Nobody cares about your product, service or solution. That's the hardest thing for sellers to realize. All they care about is the difference you can make for their organization.
For example, today I sell sales training. If I call a VP of Sales and mention that, they'll tell me they're not interested. However, once I changed my focus to the tangible outcomes they'd get from using my sales training, the door opened wide. After all, they were extremely interested in shortening their sales cycle, reducing the ramp up time for new hire sales reps and driving revenue growth.
2. Slow down to speed up your sales.
This was one of the hardest things for me to learn. When I first started selling, I was so eager to be successful. I tried to wow my prospects with my great product knowledge. I closed often and early. But the more I tried to rush things, the more resistant to moving forward my prospects became. They'd throw out obstacles and objections that I couldn't overcome. When I learned to slow down, parcel information out over multiple meetings, and simply advance the sales process one step at a time, suddenly my sales increased.
When you're scared about not getting the business, your prospects can intuitively sense your fear. One of the major symptoms is rushing the sales process.
3. Pay the price of admission. Do pre-call research!
To get into big companies, you can't make 100 cold calls saying the same thing to everyone. Several years ago corporate decision-makers stopped answering their phones and rolled all calls to voicemail. They delete most messages within seconds because they sound like salespeople making their pitch.

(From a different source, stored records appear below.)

//! Data models
//!
//! Recipe documents and their database rows.

mod recipe;
mod recipe_ingredient;
mod recipe_step;

pub use recipe::{MealType, Recipe, RecipeRecord, ScalingCategory, TimeInfo};
pub use recipe_ingredient::{IngredientRecord, RecipeIngredient};
pub use recipe_step::{RecipeStep, StepRecord};
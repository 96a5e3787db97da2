//! Energy balance module
//!
//! BMR formulas, activity bands and the `Person` model that combines them
//! into TDEE and a daily intake target.

pub mod activity;
pub mod bmr;
pub mod person;

pub use activity::ActivityLevel;
pub use bmr::{harris_benedict_revised, katch_mcardle, mifflin_st_jeor, BmrMode, Sex};
pub use person::{empirical_pal, ensure_positive_bmr, EnergySummary, PalSource, Person, KCAL_PER_KG_BODY_MASS};
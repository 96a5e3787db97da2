//! Recipe nutrition aggregation
//!
//! Sums ingredient calories into a per-serving figure and blends ingredient
//! NOVA scores into a single recipe score.

use serde::{Deserialize, Serialize};
use serde_json::Value;

use crate::error::{CalcError, CalcResult};

/// The nutrition-relevant part of one ingredient
#[derive(Debug, Clone, Copy, Default, PartialEq)]
pub struct IngredientNutrition {
    pub calories: Option<f64>,
    pub nova_score: Option<f64>,
}

impl IngredientNutrition {
    pub fn new(calories: Option<f64>, nova_score: Option<f64>) -> Self {
        Self { calories, nova_score }
    }

    /// Read calories and NOVA score from a raw JSON ingredient.
    ///
    /// Returns `None` for entries that are not JSON objects.
    pub fn from_value(value: &Value) -> Option<Self> {
        let obj = value.as_object()?;
        Some(Self {
            calories: obj.get("calories").and_then(coerce_f64),
            // Only real JSON numbers count as a NOVA score
            nova_score: obj.get("nova_score").and_then(Value::as_f64),
        })
    }
}

/// Aggregated nutrition for a whole recipe
#[derive(Debug, Clone, Copy, PartialEq, Serialize, Deserialize)]
pub struct RecipeNutrition {
    pub calories_per_serving: f64,
    /// `None` when no ingredient carries a NOVA score
    pub nova_score: Option<f64>,
}

/// Coerce a JSON value to a float the way loosely-typed upstream data expects:
/// numbers as-is, numeric strings parsed, booleans as 1/0.
pub fn coerce_f64(value: &Value) -> Option<f64> {
    match value {
        Value::Number(n) => n.as_f64(),
        Value::String(s) => s.trim().parse::<f64>().ok(),
        Value::Bool(b) => Some(if *b { 1.0 } else { 0.0 }),
        _ => None,
    }
}

/// Missing, unparseable, non-finite and negative calories all count as zero
fn clamp_calories(calories: Option<f64>) -> f64 {
    match calories {
        Some(c) if c.is_finite() && c > 0.0 => c,
        _ => 0.0,
    }
}

fn validate_servings(number_of_servings: f64) -> CalcResult<f64> {
    if number_of_servings.is_finite() && number_of_servings > 0.0 {
        Ok(number_of_servings)
    } else {
        Err(CalcError::validation("servings must be positive"))
    }
}

/// Compute per-serving calories and the calorie-weighted NOVA score.
///
/// The NOVA score is the calorie-weighted mean over ingredients that have
/// both a score and positive calories. When none of the scored ingredients
/// carry calories it falls back to the plain mean of the scores, and when no
/// ingredient is scored it is `None`.
///
/// # Errors
///
/// `CalcError::Validation` if `number_of_servings` is not a finite positive number.
pub fn annotate<I>(ingredients: I, number_of_servings: f64) -> CalcResult<RecipeNutrition>
where
    I: IntoIterator<Item = IngredientNutrition>,
{
    let servings = validate_servings(number_of_servings)?;

    let mut total_calories = 0.0;
    let mut weighted_num = 0.0;
    let mut weighted_den = 0.0;
    let mut nova_sum = 0.0;
    let mut nova_count = 0usize;

    for ingredient in ingredients {
        let calories = clamp_calories(ingredient.calories);
        total_calories += calories;

        if let Some(nova) = ingredient.nova_score.filter(|n| n.is_finite()) {
            nova_sum += nova;
            nova_count += 1;
            if calories > 0.0 {
                weighted_num += nova * calories;
                weighted_den += calories;
            }
        }
    }

    let nova_score = if weighted_den > 0.0 {
        Some(weighted_num / weighted_den)
    } else if nova_count > 0 {
        Some(nova_sum / nova_count as f64)
    } else {
        None
    };

    Ok(RecipeNutrition {
        calories_per_serving: total_calories / servings,
        nova_score,
    })
}

/// Run [`annotate`] over raw JSON fields as they come from extraction.
///
/// Non-object ingredient entries are skipped.
///
/// # Errors
///
/// `CalcError::Validation` if `ingredients` is missing or not an array, or
/// `number_of_servings` is missing, non-numeric or not positive.
pub fn annotate_values(
    ingredients: Option<&Value>,
    number_of_servings: Option<&Value>,
) -> CalcResult<RecipeNutrition> {
    let entries = ingredients
        .and_then(Value::as_array)
        .ok_or_else(|| CalcError::validation("'ingredients' must be a list"))?;

    let servings = match number_of_servings {
        None | Some(Value::Null) => {
            return Err(CalcError::validation("'number_of_servings' is required"))
        }
        Some(v) => coerce_f64(v).unwrap_or(f64::NAN),
    };

    let parsed: Vec<IngredientNutrition> = entries
        .iter()
        .filter_map(|entry| {
            let parsed = IngredientNutrition::from_value(entry);
            if parsed.is_none() {
                tracing::debug!("Skipping malformed ingredient entry: {}", entry);
            }
            parsed
        })
        .collect();

    annotate(parsed, servings)
}
//! Meal Planner
//!
//! Command-line entry point for recipe extraction, annotation and energy
//! balance calculations.

use std::path::Path;

use chrono::{Local, NaiveDate};
use serde::Serialize;
use serde_json::json;
use tracing_subscriber::EnvFilter;

use mealplan::build_info;
use mealplan::config::Config;
use mealplan::db::Database;
use mealplan::energy::{ActivityLevel, BmrMode, Person, Sex};
use mealplan::error::{AppError, AppResult, CalcError};
use mealplan::nutrition::annotate_recipe_file;
use mealplan::tools::recipes;
use mealplan::units::{LengthUnit, MassUnit, RateUnit};
use mealplan::whoop::{utc_day_window, WhoopClient};

const USAGE: &str = "\
Usage:
  mealplan add <image>
  mealplan annotate <recipe.json>
  mealplan load <recipe.json>
  mealplan show <id>
  mealplan energy <male|female> <weight> <kg|lb> <height> <cm|in> <YYYY-MM-DD> [activity] [bmr-mode] [rate-kg-per-week] [body-fat-%]
  mealplan pal <YYYY-MM-DD> <bmr-kcal>";

fn main() -> Result<(), Box<dyn std::error::Error>> {
    // Logs go to stderr so command output on stdout stays parseable
    tracing_subscriber::fmt()
        .with_env_filter(EnvFilter::from_default_env().add_directive("mealplan=info".parse()?))
        .with_writer(std::io::stderr)
        .init();

    build_info::print_startup_banner();

    let args: Vec<String> = std::env::args().skip(1).collect();
    let config = Config::from_env();

    if let Err(e) = run(&config, &args) {
        eprintln!("Error: {}", e);
        if matches!(e, AppError::Usage(_)) {
            eprintln!("{}", USAGE);
        }
        std::process::exit(1);
    }
    Ok(())
}

fn run(config: &Config, args: &[String]) -> AppResult<()> {
    let (command, rest) = args
        .split_first()
        .ok_or_else(|| AppError::Usage("missing command".into()))?;

    match (command.as_str(), rest) {
        ("add", [image]) => {
            let db = open_database(config)?;
            let added = recipes::add_recipe_from_image(config, &db, Path::new(image))?;
            print_json(&added)
        }
        ("annotate", [path]) => {
            let recipe = annotate_recipe_file(path)?;
            print_json(&json!({
                "calories_per_serving": recipe["calories_per_serving"],
                "nova_score": recipe["nova_score"],
            }))
        }
        ("load", [path]) => {
            let db = open_database(config)?;
            let stored = recipes::load_recipe_file(&db, Path::new(path))?;
            println!("Inserted recipe id={}", stored.id);
            Ok(())
        }
        ("show", [id]) => {
            let id: i64 = id
                .parse()
                .map_err(|_| AppError::Usage(format!("recipe id must be an integer, got '{}'", id)))?;
            let db = open_database(config)?;
            let record = recipes::get_recipe(&db, id)?.ok_or(AppError::RecipeNotFound(id))?;
            print_json(&record)
        }
        ("energy", args) if (6..=10).contains(&args.len()) => {
            let person = person_from_args(args)?;
            print_json(&person.summary_on(Local::now().date_naive())?)
        }
        ("pal", [day, bmr]) => {
            let day = parse_date(day)?;
            let bmr = parse_number(bmr, "BMR")?;
            let client = WhoopClient::new(&config.whoop_base_url, config.require_whoop_token()?.clone())?;
            let (start, end) = utc_day_window(day);
            let pal = client.pal_for_day(bmr, start, end)?;
            print_json(&json!({ "date": day, "bmr_kcal": bmr, "pal": pal }))
        }
        (other, _) => Err(AppError::Usage(format!("unknown command or wrong arguments: {}", other))),
    }
}

fn open_database(config: &Config) -> AppResult<Database> {
    let path = &config.database_path;
    if let Some(parent) = path.parent() {
        std::fs::create_dir_all(parent)?;
    }
    tracing::debug!("Database path: {}", path.display());
    Ok(Database::open_migrated(path)?)
}

fn print_json<T: Serialize>(value: &T) -> AppResult<()> {
    println!("{}", serde_json::to_string_pretty(value)?);
    Ok(())
}

fn parse_number(s: &str, what: &str) -> AppResult<f64> {
    s.trim()
        .parse()
        .map_err(|_| CalcError::validation(format!("{} must be a number, got '{}'", what, s)).into())
}

fn parse_date(s: &str) -> AppResult<NaiveDate> {
    NaiveDate::parse_from_str(s.trim(), "%Y-%m-%d")
        .map_err(|_| CalcError::validation(format!("expected YYYY-MM-DD, got '{}'", s)).into())
}

/// Build a person from the positional `energy` arguments
fn person_from_args(args: &[String]) -> AppResult<Person> {
    let sex: Sex = args[0].parse()?;
    let mut person = Person::new(sex);

    let weight_unit: MassUnit = args[2].parse()?;
    person.set_weight(parse_number(&args[1], "weight")?, weight_unit)?;
    let height_unit: LengthUnit = args[4].parse()?;
    person.set_height(parse_number(&args[3], "height")?, height_unit)?;
    person.set_birthday_str(&args[5])?;

    if let Some(activity) = args.get(6) {
        person.set_activity_level(activity.parse::<ActivityLevel>()?);
    }
    if let Some(mode) = args.get(7) {
        person.set_bmr_mode(mode.parse::<BmrMode>()?);
    }
    if let Some(rate) = args.get(8) {
        person.set_weight_change_rate(parse_number(rate, "rate")?, RateUnit::KilogramPerWeek)?;
    }
    if let Some(body_fat) = args.get(9) {
        person.set_body_fat_percent(parse_number(body_fat, "body fat")?)?;
    }
    Ok(person)
}

#[cfg(test)]
mod tests {
    use super::*;

    fn args(list: &[&str]) -> Vec<String> {
        list.iter().map(|s| s.to_string()).collect()
    }

    #[test]
    fn test_person_from_args() {
        let person = person_from_args(&args(&[
            "male", "205", "lb", "74", "in", "1999-07-21", "active", "harris-benedict", "-0.5",
        ]))
        .unwrap();
        assert!((person.weight(MassUnit::Kilogram) - 92.98643585).abs() < 1e-6);
        assert!((person.height(LengthUnit::Centimeter) - 187.96).abs() < 1e-9);
        assert_eq!(person.activity_level(), Some(ActivityLevel::Active));
        assert_eq!(person.bmr_mode(), BmrMode::HarrisBenedictRevised);
        assert_eq!(person.weight_change_rate(RateUnit::KilogramPerWeek), -0.5);
        assert!((person.daily_caloric_deviation() + 550.0).abs() < 1e-9);
    }

    #[test]
    fn test_person_from_args_rejects_bad_input() {
        let bad_unit = args(&["male", "80", "stone", "180", "cm", "1990-01-01"]);
        assert!(matches!(person_from_args(&bad_unit), Err(AppError::Calc(_))));
        let bad_date = args(&["female", "60", "kg", "165", "cm", "01/02/1990"]);
        assert!(matches!(person_from_args(&bad_date), Err(AppError::Calc(_))));
        let bad_activity = args(&["female", "60", "kg", "165", "cm", "1990-01-02", "couch"]);
        assert!(matches!(person_from_args(&bad_activity), Err(AppError::Calc(_))));
    }

    #[test]
    fn test_run_usage_errors() {
        let config = Config::from_env_with(|_| None);
        assert!(matches!(run(&config, &[]), Err(AppError::Usage(_))));
        assert!(matches!(run(&config, &args(&["bake"])), Err(AppError::Usage(_))));
        assert!(matches!(run(&config, &args(&["show", "abc"])), Err(AppError::Usage(_))));
        assert!(matches!(
            run(&config, &args(&["pal", "2025-01-01", "1800"])),
            Err(AppError::Config(_))
        ));
    }
}
//! Build information
//!
//! Metadata embedded by `build.rs` for the startup banner.

/// CI build number, "0" for local builds
const BUILD_NUMBER: &str = match option_env!("MEALPLAN_BUILD_NUMBER") {
    Some(s) => s,
    None => "0",
};

const BUILD_TIMESTAMP: &str = match option_env!("MEALPLAN_BUILD_TIMESTAMP") {
    Some(s) => s,
    None => "unknown",
};

fn banner() -> String {
    format!(
        "{} {} (build {}, {})",
        env!("CARGO_PKG_NAME"),
        env!("CARGO_PKG_VERSION"),
        BUILD_NUMBER,
        BUILD_TIMESTAMP
    )
}

/// Print the startup banner to stderr
pub fn print_startup_banner() {
    eprintln!("{}", banner());
}
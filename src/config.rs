//! Runtime configuration from environment variables

use std::path::PathBuf;

use secrecy::SecretString;

use crate::error::{AppError, AppResult};

pub const DEFAULT_OPENAI_BASE_URL: &str = "https://api.openai.com/v1";
pub const DEFAULT_OPENAI_MODEL: &str = "gpt-5";
pub const DEFAULT_WHOOP_BASE_URL: &str = "https://api.prod.whoop.com/developer/v2";
pub const DEFAULT_RECIPES_DIR: &str = "recipes/jsons";

#[derive(Clone, Debug)]
pub struct Config {
    pub database_path: PathBuf,
    pub recipes_dir: PathBuf,
    pub openai_api_key: Option<SecretString>,
    pub openai_model: String,
    pub openai_base_url: String,
    pub whoop_access_token: Option<SecretString>,
    pub whoop_base_url: String,
}

impl Config {
    pub fn from_env() -> Self {
        Self::from_env_with(|k| std::env::var(k).ok())
    }

    /// Build the configuration from a variable lookup function, so tests do
    /// not have to touch the process environment.
    pub fn from_env_with<F>(mut get: F) -> Self
    where
        F: FnMut(&str) -> Option<String>,
    {
        let secret = |v: Option<String>| {
            v.filter(|s| !s.trim().is_empty()).map(SecretString::from)
        };

        Self {
            database_path: get("MEALPLAN_DATABASE_PATH")
                .map(PathBuf::from)
                .unwrap_or_else(default_database_path),
            recipes_dir: get("MEALPLAN_RECIPES_DIR")
                .map(PathBuf::from)
                .unwrap_or_else(|| PathBuf::from(DEFAULT_RECIPES_DIR)),
            openai_api_key: secret(get("OPENAI_MEAL_PLANNER_API_KEY")),
            openai_model: get("MEALPLAN_OPENAI_MODEL").unwrap_or_else(|| DEFAULT_OPENAI_MODEL.into()),
            openai_base_url: get("MEALPLAN_OPENAI_BASE_URL")
                .unwrap_or_else(|| DEFAULT_OPENAI_BASE_URL.into()),
            whoop_access_token: secret(get("WHOOP_ACCESS_TOKEN")),
            whoop_base_url: get("WHOOP_BASE_URL").unwrap_or_else(|| DEFAULT_WHOOP_BASE_URL.into()),
        }
    }

    pub fn require_openai_key(&self) -> AppResult<&SecretString> {
        self.openai_api_key
            .as_ref()
            .ok_or_else(|| AppError::Config("OPENAI_MEAL_PLANNER_API_KEY missing".into()))
    }

    pub fn require_whoop_token(&self) -> AppResult<&SecretString> {
        self.whoop_access_token
            .as_ref()
            .ok_or_else(|| AppError::Config("WHOOP_ACCESS_TOKEN missing".into()))
    }
}

/// `<project root>/data/recipes.db`, where the project root is found by
/// walking up out of `target/{debug,release}` when run via cargo
fn default_database_path() -> PathBuf {
    let mut path = std::env::current_exe()
        .ok()
        .and_then(|p| p.parent().map(|p| p.to_path_buf()))
        .unwrap_or_else(|| PathBuf::from("."));

    if path.ends_with("release") || path.ends_with("debug") {
        if let Some(grandparent) = path.parent().and_then(|p| p.parent()) {
            path = grandparent.to_path_buf();
        }
    }

    path.push("data");
    path.push("recipes.db");
    path
}
//! Recipe file annotation
//!
//! Writes `calories_per_serving` and `nova_score` into recipe JSON documents.

use std::fs;
use std::path::Path;

use serde_json::Value;

use super::aggregate::{annotate_values, RecipeNutrition};
use crate::error::{AppError, AppResult, CalcError, CalcResult};

/// Annotate a recipe document in place, overwriting any existing
/// `calories_per_serving` and `nova_score` keys.
pub fn annotate_recipe_value(recipe: &mut Value) -> CalcResult<RecipeNutrition> {
    let obj = recipe
        .as_object_mut()
        .ok_or_else(|| CalcError::validation("recipe must be a JSON object"))?;

    let nutrition = annotate_values(obj.get("ingredients"), obj.get("number_of_servings"))?;

    obj.insert(
        "calories_per_serving".to_string(),
        Value::from(nutrition.calories_per_serving),
    );
    obj.insert(
        "nova_score".to_string(),
        nutrition.nova_score.map(Value::from).unwrap_or(Value::Null),
    );

    Ok(nutrition)
}

/// Read a recipe JSON file, annotate it and replace the file atomically.
///
/// Returns the updated document.
pub fn annotate_recipe_file(path: impl AsRef<Path>) -> AppResult<Value> {
    let path = path.as_ref();
    if !path.is_file() {
        return Err(AppError::NotFound(path.to_path_buf()));
    }

    let text = fs::read_to_string(path)?;
    let mut recipe: Value = serde_json::from_str(&text)?;

    let nutrition = annotate_recipe_value(&mut recipe)?;
    tracing::info!(
        "Annotated {}: {:.1} kcal/serving, NOVA {:?}",
        path.display(),
        nutrition.calories_per_serving,
        nutrition.nova_score
    );

    write_json_atomic(path, &recipe)?;
    Ok(recipe)
}

/// Write pretty JSON to `<path>.tmp` then rename it over `path`
pub fn write_json_atomic(path: &Path, value: &Value) -> AppResult<()> {
    let mut tmp_name = path.as_os_str().to_os_string();
    tmp_name.push(".tmp");
    let tmp_path = Path::new(&tmp_name);

    let mut body = serde_json::to_string_pretty(value)?;
    body.push('\n');

    fs::write(tmp_path, body)?;
    fs::rename(tmp_path, path)?;
    Ok(())
}

#[cfg(test)]
mod tests {
    use super::*;
    use serde_json::json;

    #[test]
    fn test_annotate_value_sets_fields() {
        let mut recipe = json!({
            "name": "Ranch",
            "number_of_servings": 4,
            "ingredients": [
                {"name": "buttermilk", "calories": 200, "nova_score": 1},
                {"name": "mayo", "calories": 600, "nova_score": 4}
            ],
            "calories_per_serving": 1,
            "nova_score": 0
        });
        annotate_recipe_value(&mut recipe).unwrap();
        assert_eq!(recipe["calories_per_serving"], json!(200.0));
        assert_eq!(recipe["nova_score"], json!(3.25));
    }

    #[test]
    fn test_annotate_value_unknown_nova_is_null() {
        let mut recipe = json!({
            "number_of_servings": 1,
            "ingredients": [{"name": "water", "calories": 0}]
        });
        annotate_recipe_value(&mut recipe).unwrap();
        assert_eq!(recipe["nova_score"], Value::Null);
        assert_eq!(recipe["calories_per_serving"], json!(0.0));
    }

    #[test]
    fn test_annotate_value_rejects_non_object() {
        let mut recipe = json!([1, 2, 3]);
        assert!(annotate_recipe_value(&mut recipe).is_err());
    }

    #[test]
    fn test_failed_annotation_leaves_document_untouched() {
        let mut recipe = json!({"number_of_servings": 0, "ingredients": []});
        let before = recipe.clone();
        assert!(annotate_recipe_value(&mut recipe).is_err());
        assert_eq!(recipe, before);
    }

    #[test]
    fn test_annotate_file_rewrites_in_place() {
        let dir = tempfile::tempdir().unwrap();
        let path = dir.path().join("carrots.json");
        fs::write(
            &path,
            r#"{"name":"Roasted Carrots","number_of_servings":2,"ingredients":[{"name":"carrot","calories":100,"nova_score":1}]}"#,
        )
        .unwrap();

        let updated = annotate_recipe_file(&path).unwrap();
        assert_eq!(updated["calories_per_serving"], json!(50.0));

        let text = fs::read_to_string(&path).unwrap();
        assert!(text.ends_with("}\n"));
        assert!(text.starts_with("{\n  \"name\""));
        let reread: Value = serde_json::from_str(&text).unwrap();
        assert_eq!(reread["nova_score"], json!(1.0));
        assert!(!dir.path().join("carrots.json.tmp").exists());
    }

    #[test]
    fn test_annotate_file_errors() {
        let dir = tempfile::tempdir().unwrap();
        let missing = dir.path().join("missing.json");
        assert!(matches!(annotate_recipe_file(&missing), Err(AppError::NotFound(_))));

        let bad = dir.path().join("bad.json");
        fs::write(&bad, "{not json").unwrap();
        assert!(matches!(annotate_recipe_file(&bad), Err(AppError::Json(_))));

        let invalid = dir.path().join("invalid.json");
        fs::write(&invalid, r#"{"ingredients": [], "number_of_servings": -1}"#).unwrap();
        assert!(matches!(
            annotate_recipe_file(&invalid),
            Err(AppError::Calc(CalcError::Validation(_)))
        ));
    }
}
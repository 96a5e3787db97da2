//! Recipe model
//!
//! `RecipeRecord` is the JSON document shape produced by extraction and kept
//! on disk. `Recipe` is the stored database row.

use rusqlite::{params, Connection, Row};
use serde::{Deserialize, Deserializer, Serialize};
use serde_json::Value;

use super::recipe_ingredient::{IngredientRecord, RecipeIngredient};
use super::recipe_step::{RecipeStep, StepRecord};
use crate::db::{DbError, DbResult};
use crate::error::{CalcError, CalcResult};
use crate::nutrition::{self, coerce_f64, IngredientNutrition, RecipeNutrition};

/// Meal type
#[derive(Debug, Clone, Copy, PartialEq, Eq, Hash, Serialize, Deserialize)]
#[serde(rename_all = "lowercase")]
pub enum MealType {
    Breakfast,
    Lunch,
    Dinner,
    Dessert,
    Snack,
    Beverage,
    Condiment,
}

impl MealType {
    pub const ALL: [MealType; 7] = [
        MealType::Breakfast,
        MealType::Lunch,
        MealType::Dinner,
        MealType::Dessert,
        MealType::Snack,
        MealType::Beverage,
        MealType::Condiment,
    ];

    pub fn as_str(&self) -> &'static str {
        match self {
            MealType::Breakfast => "breakfast",
            MealType::Lunch => "lunch",
            MealType::Dinner => "dinner",
            MealType::Dessert => "dessert",
            MealType::Snack => "snack",
            MealType::Beverage => "beverage",
            MealType::Condiment => "condiment",
        }
    }

    pub fn from_str(s: &str) -> Option<Self> {
        let lower = s.trim().to_lowercase();
        Self::ALL.into_iter().find(|m| m.as_str() == lower)
    }
}

/// Whether a recipe scales by whole units or continuously
#[derive(Debug, Clone, Copy, PartialEq, Eq, Hash, Serialize, Deserialize)]
#[serde(rename_all = "lowercase")]
pub enum ScalingCategory {
    Discrete,
    Continuous,
}

impl ScalingCategory {
    pub fn as_str(&self) -> &'static str {
        match self {
            ScalingCategory::Discrete => "discrete",
            ScalingCategory::Continuous => "continuous",
        }
    }

    pub fn from_str(s: &str) -> Option<Self> {
        match s.trim().to_lowercase().as_str() {
            "discrete" => Some(ScalingCategory::Discrete),
            "continuous" => Some(ScalingCategory::Continuous),
            _ => None,
        }
    }
}

/// A duration as written on the card, e.g. `{ "length": 20, "units": "minutes" }`
#[derive(Debug, Clone, Default, PartialEq, Serialize, Deserialize)]
pub struct TimeInfo {
    #[serde(default, deserialize_with = "lenient_f64")]
    pub length: Option<f64>,
    #[serde(default)]
    pub units: Option<String>,
}

/// Recipe JSON document
#[derive(Debug, Clone, Default, PartialEq, Serialize, Deserialize)]
pub struct RecipeRecord {
    #[serde(default)]
    pub name: Option<String>,
    #[serde(default)]
    pub description: Option<String>,
    #[serde(default)]
    pub cuisine: Option<String>,
    #[serde(default)]
    pub meal_type: Option<MealType>,
    #[serde(default)]
    pub scaling_category: Option<ScalingCategory>,
    #[serde(default)]
    pub active_time: Option<TimeInfo>,
    #[serde(default)]
    pub total_time: Option<TimeInfo>,
    #[serde(default, deserialize_with = "lenient_f64")]
    pub number_of_servings: Option<f64>,
    #[serde(default, deserialize_with = "null_as_empty")]
    pub ingredients: Vec<IngredientRecord>,
    #[serde(default, deserialize_with = "null_as_empty")]
    pub steps: Vec<StepRecord>,
    #[serde(default, deserialize_with = "lenient_f64")]
    pub calories_per_serving: Option<f64>,
    #[serde(default, deserialize_with = "strict_number")]
    pub nova_score: Option<f64>,
}

impl RecipeRecord {
    /// Per-serving calories and NOVA score for this recipe
    pub fn nutrition(&self) -> CalcResult<RecipeNutrition> {
        let servings = self
            .number_of_servings
            .ok_or_else(|| CalcError::validation("'number_of_servings' is required"))?;
        nutrition::annotate(self.ingredients.iter().map(IngredientNutrition::from), servings)
    }

    /// Compute and store `calories_per_serving` and `nova_score`
    pub fn annotate(&mut self) -> CalcResult<RecipeNutrition> {
        let result = self.nutrition()?;
        self.calories_per_serving = Some(result.calories_per_serving);
        self.nova_score = result.nova_score;
        Ok(result)
    }

    /// Sum of ingredient calories divided by servings, treating missing
    /// calories as zero. `None` without a positive serving count.
    pub fn fallback_calories_per_serving(&self) -> Option<f64> {
        let servings = self.number_of_servings.filter(|s| *s > 0.0)?;
        let total: f64 = self.ingredients.iter().map(|i| i.calories.unwrap_or(0.0)).sum();
        Some(total / servings)
    }
}
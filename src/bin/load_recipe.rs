//! Utility to load a recipe JSON file into the database

use std::path::Path;

use tracing_subscriber::EnvFilter;

use mealplan::config::Config;
use mealplan::db::Database;
use mealplan::tools::recipes::load_recipe_file;

fn main() -> Result<(), Box<dyn std::error::Error>> {
    tracing_subscriber::fmt()
        .with_env_filter(EnvFilter::from_default_env().add_directive("mealplan=info".parse()?))
        .with_writer(std::io::stderr)
        .init();

    let Some(path) = std::env::args().nth(1) else {
        eprintln!("Usage: load_recipe <recipe.json>");
        std::process::exit(2);
    };

    let config = Config::from_env();
    let db_path = &config.database_path;
    if let Some(parent) = db_path.parent() {
        std::fs::create_dir_all(parent)?;
    }
    println!("Database path: {}", db_path.display());

    let database = Database::open_migrated(db_path)?;
    let stored = load_recipe_file(&database, Path::new(&path))?;
    println!("Inserted recipe id={}", stored.id);

    Ok(())
}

I discovered that the only way to capture the attention of these corporate decision-makers was to create a very personalized message based on in-depth research in their firm. Once I started doing this, I started setting up meetings.
4. Create an account entry campaign.
It takes 7-10 contacts to crack into corporate accounts these days. Most sellers give up after 3-5 attempts. If you want to set up a meeting with a corporate decision-maker, plan multiple touches from the onset. It takes a while to break through their busy-ness and register on their Richter Scale, but it can be done.
You can use multiple formats in your campaign too: voicemail, email, direct mail, invitations to tele-seminars, and more.
5. Analyze your sales approach from your customer's shoes.
It's not important what you say. The only thing that matters is what your customers hear. For example, when I was trying to reach a decision-maker a while back, I decided to leave a message on my own voicemail first to see how I sounded. When I listened to my message, I was appalled. I sounded pathetic! So I worked on scripting my message and kept calling myself over and over until I finally created something I would respond to if I were the prospect.